→ **WHAT TO PRODUCE**:
Scan the data below for the string "short". Show every line where it turns up.

***** RECORDS TO PROCESS *****

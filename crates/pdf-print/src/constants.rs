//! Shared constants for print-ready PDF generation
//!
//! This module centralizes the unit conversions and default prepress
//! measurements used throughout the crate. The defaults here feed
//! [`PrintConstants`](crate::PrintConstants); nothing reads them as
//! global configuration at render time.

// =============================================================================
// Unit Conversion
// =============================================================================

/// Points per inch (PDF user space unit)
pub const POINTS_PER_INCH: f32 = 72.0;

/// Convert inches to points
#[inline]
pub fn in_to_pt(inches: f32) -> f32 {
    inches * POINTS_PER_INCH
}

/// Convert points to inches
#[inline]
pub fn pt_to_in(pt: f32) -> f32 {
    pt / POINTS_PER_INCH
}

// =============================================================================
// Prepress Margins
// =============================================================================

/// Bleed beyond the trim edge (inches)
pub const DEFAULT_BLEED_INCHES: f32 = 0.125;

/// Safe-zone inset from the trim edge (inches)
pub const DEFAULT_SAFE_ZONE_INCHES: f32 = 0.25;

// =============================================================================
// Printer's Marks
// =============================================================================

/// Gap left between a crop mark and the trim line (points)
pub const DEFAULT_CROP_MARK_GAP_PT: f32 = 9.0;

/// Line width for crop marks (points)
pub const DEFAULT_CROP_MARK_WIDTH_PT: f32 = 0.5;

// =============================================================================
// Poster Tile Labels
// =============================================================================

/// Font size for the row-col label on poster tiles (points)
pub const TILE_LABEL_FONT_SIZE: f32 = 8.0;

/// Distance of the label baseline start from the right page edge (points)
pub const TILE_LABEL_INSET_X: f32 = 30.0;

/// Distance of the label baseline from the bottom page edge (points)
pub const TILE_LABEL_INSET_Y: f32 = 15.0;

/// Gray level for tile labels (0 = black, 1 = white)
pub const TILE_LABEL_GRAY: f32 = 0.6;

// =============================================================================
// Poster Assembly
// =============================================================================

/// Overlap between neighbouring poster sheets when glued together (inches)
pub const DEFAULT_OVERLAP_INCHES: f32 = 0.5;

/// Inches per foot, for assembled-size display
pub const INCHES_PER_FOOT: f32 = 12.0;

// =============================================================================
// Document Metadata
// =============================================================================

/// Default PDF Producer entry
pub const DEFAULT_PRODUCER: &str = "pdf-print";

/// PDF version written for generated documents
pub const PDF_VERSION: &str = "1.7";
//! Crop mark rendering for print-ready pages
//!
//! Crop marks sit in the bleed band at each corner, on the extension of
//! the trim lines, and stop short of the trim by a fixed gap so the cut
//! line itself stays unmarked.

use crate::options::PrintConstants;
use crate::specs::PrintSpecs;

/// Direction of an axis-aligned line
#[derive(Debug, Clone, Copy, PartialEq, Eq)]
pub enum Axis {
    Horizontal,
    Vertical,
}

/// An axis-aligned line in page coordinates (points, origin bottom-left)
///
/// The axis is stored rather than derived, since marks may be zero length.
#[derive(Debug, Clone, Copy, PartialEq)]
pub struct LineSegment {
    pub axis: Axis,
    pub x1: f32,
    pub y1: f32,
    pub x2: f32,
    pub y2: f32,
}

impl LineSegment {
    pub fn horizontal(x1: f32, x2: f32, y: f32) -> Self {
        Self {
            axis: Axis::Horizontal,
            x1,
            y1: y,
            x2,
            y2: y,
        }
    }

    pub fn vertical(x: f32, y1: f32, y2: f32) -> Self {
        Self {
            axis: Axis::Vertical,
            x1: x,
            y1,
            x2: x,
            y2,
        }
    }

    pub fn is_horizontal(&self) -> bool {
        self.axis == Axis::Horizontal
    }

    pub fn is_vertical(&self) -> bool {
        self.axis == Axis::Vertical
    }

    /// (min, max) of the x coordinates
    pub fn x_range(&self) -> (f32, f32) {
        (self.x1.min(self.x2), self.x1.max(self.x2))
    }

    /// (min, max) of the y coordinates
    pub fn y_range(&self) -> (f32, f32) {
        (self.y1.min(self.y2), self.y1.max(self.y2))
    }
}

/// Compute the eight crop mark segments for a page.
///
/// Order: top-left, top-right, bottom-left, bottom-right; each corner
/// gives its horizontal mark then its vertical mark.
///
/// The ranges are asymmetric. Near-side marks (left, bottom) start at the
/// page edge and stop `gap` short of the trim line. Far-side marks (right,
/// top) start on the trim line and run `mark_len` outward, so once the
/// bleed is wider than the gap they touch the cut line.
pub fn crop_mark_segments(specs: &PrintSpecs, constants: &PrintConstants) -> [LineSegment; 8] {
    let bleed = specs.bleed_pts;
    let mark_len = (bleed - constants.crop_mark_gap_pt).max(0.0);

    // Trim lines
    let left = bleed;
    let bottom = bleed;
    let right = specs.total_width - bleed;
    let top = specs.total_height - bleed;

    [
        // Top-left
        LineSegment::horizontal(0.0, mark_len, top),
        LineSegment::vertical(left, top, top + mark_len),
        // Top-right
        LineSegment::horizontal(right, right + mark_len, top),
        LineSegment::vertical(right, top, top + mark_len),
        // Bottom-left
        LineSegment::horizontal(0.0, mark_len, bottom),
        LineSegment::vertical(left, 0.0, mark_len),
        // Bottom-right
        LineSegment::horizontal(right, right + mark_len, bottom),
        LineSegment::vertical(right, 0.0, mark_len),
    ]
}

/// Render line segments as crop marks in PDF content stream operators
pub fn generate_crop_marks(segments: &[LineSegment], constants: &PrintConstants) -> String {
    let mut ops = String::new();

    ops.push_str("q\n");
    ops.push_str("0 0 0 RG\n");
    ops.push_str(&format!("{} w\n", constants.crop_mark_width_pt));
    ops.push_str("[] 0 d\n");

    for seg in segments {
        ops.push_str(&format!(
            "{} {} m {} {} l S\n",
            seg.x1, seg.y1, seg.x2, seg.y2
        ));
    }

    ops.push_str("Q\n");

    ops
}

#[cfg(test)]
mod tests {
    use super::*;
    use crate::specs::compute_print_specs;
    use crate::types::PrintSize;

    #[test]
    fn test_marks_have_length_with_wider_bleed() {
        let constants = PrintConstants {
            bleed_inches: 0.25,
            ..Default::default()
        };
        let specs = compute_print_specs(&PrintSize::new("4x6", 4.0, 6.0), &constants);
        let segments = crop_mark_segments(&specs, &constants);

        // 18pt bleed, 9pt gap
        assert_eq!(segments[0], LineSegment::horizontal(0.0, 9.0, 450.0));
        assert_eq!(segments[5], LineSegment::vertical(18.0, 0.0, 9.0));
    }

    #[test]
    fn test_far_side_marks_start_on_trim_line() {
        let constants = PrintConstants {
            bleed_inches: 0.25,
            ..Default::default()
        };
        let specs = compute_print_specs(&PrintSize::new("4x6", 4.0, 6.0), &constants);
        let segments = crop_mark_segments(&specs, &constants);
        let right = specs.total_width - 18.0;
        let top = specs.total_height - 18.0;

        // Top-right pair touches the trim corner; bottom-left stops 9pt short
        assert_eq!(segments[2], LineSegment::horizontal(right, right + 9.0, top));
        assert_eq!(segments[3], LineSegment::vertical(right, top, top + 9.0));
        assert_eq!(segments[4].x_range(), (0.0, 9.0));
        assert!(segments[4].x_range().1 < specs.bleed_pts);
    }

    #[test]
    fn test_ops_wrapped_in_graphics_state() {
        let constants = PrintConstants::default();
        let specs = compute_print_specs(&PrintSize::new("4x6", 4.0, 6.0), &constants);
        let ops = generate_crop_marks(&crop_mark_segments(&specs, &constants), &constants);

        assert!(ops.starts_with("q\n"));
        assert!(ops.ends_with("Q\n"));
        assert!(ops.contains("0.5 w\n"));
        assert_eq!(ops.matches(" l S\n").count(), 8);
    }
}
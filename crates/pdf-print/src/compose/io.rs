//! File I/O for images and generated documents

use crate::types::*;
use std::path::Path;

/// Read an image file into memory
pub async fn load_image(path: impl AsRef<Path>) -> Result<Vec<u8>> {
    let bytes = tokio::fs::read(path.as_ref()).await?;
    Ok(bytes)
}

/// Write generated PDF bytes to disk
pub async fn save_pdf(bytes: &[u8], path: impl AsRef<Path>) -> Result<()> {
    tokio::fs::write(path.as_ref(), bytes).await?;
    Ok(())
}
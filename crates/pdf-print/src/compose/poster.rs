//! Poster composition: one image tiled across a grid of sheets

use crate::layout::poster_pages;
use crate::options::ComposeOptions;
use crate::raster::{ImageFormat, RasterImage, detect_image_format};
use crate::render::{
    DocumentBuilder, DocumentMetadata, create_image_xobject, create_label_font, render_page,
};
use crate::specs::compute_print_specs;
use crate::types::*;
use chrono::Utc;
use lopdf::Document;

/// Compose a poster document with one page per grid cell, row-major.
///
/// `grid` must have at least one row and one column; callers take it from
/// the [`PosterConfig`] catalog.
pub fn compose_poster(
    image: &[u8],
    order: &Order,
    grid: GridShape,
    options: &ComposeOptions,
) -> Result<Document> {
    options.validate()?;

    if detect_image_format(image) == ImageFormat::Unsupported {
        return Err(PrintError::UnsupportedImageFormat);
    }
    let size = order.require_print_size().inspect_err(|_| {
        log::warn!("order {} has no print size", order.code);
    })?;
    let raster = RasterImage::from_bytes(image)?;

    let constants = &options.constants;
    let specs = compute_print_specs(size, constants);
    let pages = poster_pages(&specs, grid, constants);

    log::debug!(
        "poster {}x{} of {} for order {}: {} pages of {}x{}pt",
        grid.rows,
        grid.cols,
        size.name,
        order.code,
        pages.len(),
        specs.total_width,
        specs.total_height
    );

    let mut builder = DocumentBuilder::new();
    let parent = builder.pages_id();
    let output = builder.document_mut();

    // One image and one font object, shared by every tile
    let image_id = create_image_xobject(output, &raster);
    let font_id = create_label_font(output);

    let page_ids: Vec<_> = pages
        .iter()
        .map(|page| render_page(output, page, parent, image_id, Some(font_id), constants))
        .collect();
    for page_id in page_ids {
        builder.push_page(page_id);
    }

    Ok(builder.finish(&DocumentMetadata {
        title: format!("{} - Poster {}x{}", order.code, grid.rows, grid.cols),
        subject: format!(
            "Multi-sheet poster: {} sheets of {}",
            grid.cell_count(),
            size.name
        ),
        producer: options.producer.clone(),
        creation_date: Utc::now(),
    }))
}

*****

→ **WRITTEN RESPONSE**:
//! the trim lines, and stop short of the trim by a fixed gap so the cut
/// page edge and stop `gap` short of the trim line. Far-side marks (right,
        // Top-right pair touches the trim corner; bottom-left stops 9pt short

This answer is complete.